PROBLEM REQUIREMENTS: A word-for-word retyping of the listing is the goal.

RECORDS PROVIDED:
◆ ◆ ◆ ◆ ◆ ◆ ◆
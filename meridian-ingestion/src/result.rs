// ABOUTME: IngestionResult: per-backend success/failure, partial failure permitted

use serde::Serialize;

#[derive(Debug, Clone, PartialEq, Eq, Serialize)]
#[serde(tag = "status", rename_all = "snake_case")]
pub enum BackendOutcome {
    Succeeded { count: usize },
    Skipped,
    Failed { reason: String },
}

impl BackendOutcome {
    #[must_use]
    pub fn is_success(&self) -> bool {
        matches!(self, Self::Succeeded { .. })
    }
}

#[derive(Debug, Clone, Serialize)]
pub struct IngestionResult {
    pub document_id: String,
    pub chunks_created: usize,
    pub vector: BackendOutcome,
    pub graph: BackendOutcome,
    pub ess: BackendOutcome,
}

impl IngestionResult {
    /// The ingest is considered successful for the caller as long as at
    /// least one backend accepted it — the caller decides whether to retry
    /// the backends that failed.
    #[must_use]
    pub fn any_backend_succeeded(&self) -> bool {
        self.vector.is_success() || self.graph.is_success() || self.ess.is_success()
    }
}
use thiserror::Error;

pub type Result<T> = std::result::Result<T, StorageError>;

#[derive(Debug, Error)]
pub enum StorageError {
    #[error("sled error: {0}")]
    Sled(#[from] sled::Error),

    #[error("serialization error: {0}")]
    Serialization(#[from] serde_json::Error),

    #[error("task join error: {0}")]
    Join(#[from] tokio::task::JoinError),

    #[error("not found: {0}")]
    NotFound(String),
}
◆ ◆ ◆ ◆ ◆ ◆ ◆
EXPECTED ANSWER:
filename meridian-ingestion/src/result.rs
// ABOUTME: IngestionResult: per-backend success/failure, partial failure permitted

use serde::Serialize;

#[derive(Debug, Clone, PartialEq, Eq, Serialize)]
#[serde(tag = "status", rename_all = "snake_case")]
pub enum BackendOutcome {
    Succeeded { count: usize },
    Skipped,
    Failed { reason: String },
}

impl BackendOutcome {
    #[must_use]
    pub fn is_success(&self) -> bool {
        matches!(self, Self::Succeeded { .. })
    }
}

#[derive(Debug, Clone, Serialize)]
pub struct IngestionResult {
    pub document_id: String,
    pub chunks_created: usize,
    pub vector: BackendOutcome,
    pub graph: BackendOutcome,
    pub ess: BackendOutcome,
}

impl IngestionResult {
    /// The ingest is considered successful for the caller as long as at
    /// least one backend accepted it — the caller decides whether to retry
    /// the backends that failed.
    #[must_use]
    pub fn any_backend_succeeded(&self) -> bool {
        self.vector.is_success() || self.graph.is_success() || self.ess.is_success()
    }
}
use thiserror::Error;

pub type Result<T> = std::result::Result<T, StorageError>;

#[derive(Debug, Error)]
pub enum StorageError {
    #[error("sled error: {0}")]
    Sled(#[from] sled::Error),

    #[error("serialization error: {0}")]
    Serialization(#[from] serde_json::Error),

    #[error("task join error: {0}")]
    Join(#[from] tokio::task::JoinError),

    #[error("not found: {0}")]
    NotFound(String),
}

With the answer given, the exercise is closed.